And so the “solution” to the problems of the Great Depression was greater government intervention throughout the economy—especially in the regulation of interest and the institutions that deal in it. After 1933, banks were restricted in all aspects of their activity: the interest rates they could pay their clients, the rates they could charge, and to whom they could lend. In 1934, the greatest bank in American history, J. P. Morgan, was broken up by the government into several companies. The massive regulations and coercive restructurings of the 1930s illustrate the continuing contempt for the practice of taking interest on loans and the continuing distrust of those—now mainly bankers—who engage in this activity. (We paid a dear price for those regulations with the savings and loan crisis of the 1970s and 1980s, which cost American taxpayers hundreds of billions of dollars.65 And we continue to pay the price of these regulations in higher taxes, greater financial costs, lost innovation, and stifled economic growth.)

The 21st Century

From ancient Greece and Rome, to the Dark and Middle Ages, to the Renaissance and Reformation, to the 19th and 20th centuries, moneylending has been morally condemned and legally restrained. Today, at the dawn of the 21st century, moneylending remains a pariah.

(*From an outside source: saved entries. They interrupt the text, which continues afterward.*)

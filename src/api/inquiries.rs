//! Contact form endpoints

use axum::{extract::State, http::StatusCode, Json};

use crate::{
    error::AppResult,
    models::inquiry::{CreateInquiry, Inquiry},
};

use super::AuthenticatedUser;

/// Send a message to the library staff
#[utoipa::path(
    post,
    path = "/contact",
    tag = "inquiries",
    request_body = CreateInquiry,
    responses(
        (status = 201, description = "Inquiry received", body = Inquiry),
        (status = 400, description = "Invalid input")
    )
)]
pub async fn submit_inquiry(
    State(state): State<crate::AppState>,
    Json(request): Json<CreateInquiry>,
) -> AppResult<(StatusCode, Json<Inquiry>)> {
    let inquiry = state.services.inquiries.submit(request).await?;
    Ok((StatusCode::CREATED, Json(inquiry)))
}

/// List inquiries, newest first
#[utoipa::path(
    get,
    path = "/admin/inquiries",
    tag = "inquiries",
    security(("bearer_auth" = [])),
    responses(
        (status = 200, description = "All inquiries", body = Vec<Inquiry>),
        (status = 403, description = "Administrator privileges required")
    )
)]
pub async fn list_inquiries(
    State(state): State<crate::AppState>,
    AuthenticatedUser(claims): AuthenticatedUser,
) -> AppResult<Json<Vec<Inquiry>>> {
    claims.require_admin()?;

    let inquiries = state.services.inquiries.list().await?;
    Ok(Json(inquiries))
}
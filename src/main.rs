//! Libris Server - digital library management
//!
//! A Rust REST API server for catalog, lending and featured items.

use std::net::SocketAddr;

use anyhow::Context;
use sqlx::postgres::PgPoolOptions;
use tracing_appender::non_blocking::WorkerGuard;
use tracing_subscriber::{layer::SubscriberExt, util::SubscriberInitExt, Layer};

use libris_server::{
    api,
    config::{AppConfig, LoggingConfig, StorageBackend},
    repository::Repository,
    AppState,
};

/// Install the global subscriber; the returned guard flushes the log file on drop
fn init_tracing(config: &LoggingConfig) -> Option<WorkerGuard> {
    let filter = tracing_subscriber::EnvFilter::try_from_default_env()
        .unwrap_or_else(|_| format!("libris_server={},tower_http=debug", config.level).into());

    let stdout = if config.format == "json" {
        tracing_subscriber::fmt::layer().json().boxed()
    } else {
        tracing_subscriber::fmt::layer().boxed()
    };

    let (file, guard) = match config.directory {
        Some(ref directory) => {
            let appender = tracing_appender::rolling::daily(directory, "libris.log");
            let (writer, guard) = tracing_appender::non_blocking(appender);
            let layer = tracing_subscriber::fmt::layer()
                .with_ansi(false)
                .with_writer(writer)
                .boxed();
            (Some(layer), Some(guard))
        }
        None => (None, None),
    };

    tracing_subscriber::registry()
        .with(filter)
        .with(stdout)
        .with(file)
        .init();

    guard
}

async fn open_repository(config: &AppConfig) -> anyhow::Result<Repository> {
    match config.database.backend {
        StorageBackend::Memory => {
            tracing::warn!("Using in-memory storage, data is lost on restart");
            Ok(Repository::in_memory())
        }
        StorageBackend::Postgres => {
            let pool = PgPoolOptions::new()
                .max_connections(config.database.max_connections)
                .min_connections(config.database.min_connections)
                .connect(&config.database.url)
                .await
                .context("Failed to connect to database")?;

            tracing::info!("Connected to database");

            sqlx::migrate!("./migrations")
                .run(&pool)
                .await
                .context("Failed to run database migrations")?;

            tracing::info!("Database migrations completed");
            Ok(Repository::new(pool))
        }
    }
}

#[tokio::main]
async fn main() -> anyhow::Result<()> {
    // Load environment variables from .env file
    dotenvy::dotenv().ok();

    let config = AppConfig::load().context("Failed to load configuration")?;
    let _log_guard = init_tracing(&config.logging);

    tracing::info!("Starting Libris Server v{}", env!("CARGO_PKG_VERSION"));

    let addr = SocketAddr::new(
        config.server.host.parse().context("Invalid host address")?,
        config.server.port,
    );

    let repository = open_repository(&config).await?;
    let state = AppState::new(config, repository);

    if let (Some(email), Some(password)) = (
        state.config.bootstrap.admin_email.as_deref(),
        state.config.bootstrap.admin_password.as_deref(),
    ) {
        state
            .services
            .users
            .ensure_admin(email, password)
            .await
            .context("Failed to create administrator account")?;
    }

    let app = api::create_router(state);

    tracing::info!("Server listening on http://{}", addr);

    let listener = tokio::net::TcpListener::bind(addr).await?;
    axum::serve(listener, app).await?;

    Ok(())
}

One of the latest victims of this moral antagonism is the business of providing payday loans. This highly popular and beneficial service has been branded with the scarlet letter “U”; consequently, despite the great demand for these loans, the practice has been relegated to the fringes of society and the edge of the law. These loans carry annualized interest rates as high as 1000 percent, because they are typically very short term (i.e., to be paid back on payday). By some estimates there are 25,000 payday stores across America, and it is “a $6 billion dollar industry serving 15 million people every month.”66 The institutions issuing these loans have found ways, just as banks always have, to circumvent state usury laws. Bank regulators have severely restricted the ability of community banks to offer payday loans or even to work with payday loan offices, more than 13 states have banned them altogether, and Congress is currently looking at ways to ban all payday loans.67 This is in spite of the fact that demand for these loans is soaring and that they serve a genuine economic need, that they are a real value for low-income households. As the Wall Street Journal reports, “Georgia outlawed payday loans in 2004, and thousands of workers have since taken to traveling over the border to find payday stores in Tennessee, Florida and South Carolina. So the effect of the ban has been to increase consumer credit costs and inconvenience for Georgia consumers.”68

A story in the LA Weekly, titled “Shylock 2000”—ignoring the great demand for payday loans, ignoring the economic value they provide to countless borrowers, and ignoring the fact that the loans are made by mutual consent to mutual advantage—proceeded to describe horrific stories of borrowers who have gone bankrupt. The article concluded: “What’s astonishing about this story is that, 400 years after Shakespeare created the avaricious lender Shylock, such usury may be perfectly legal.”69

What is truly astonishing is that after centuries of moneylenders providing capital and opportunities to billions of willing people on mutually agreed upon terms, the image of these persistent businessmen has not advanced beyond that of Shylock.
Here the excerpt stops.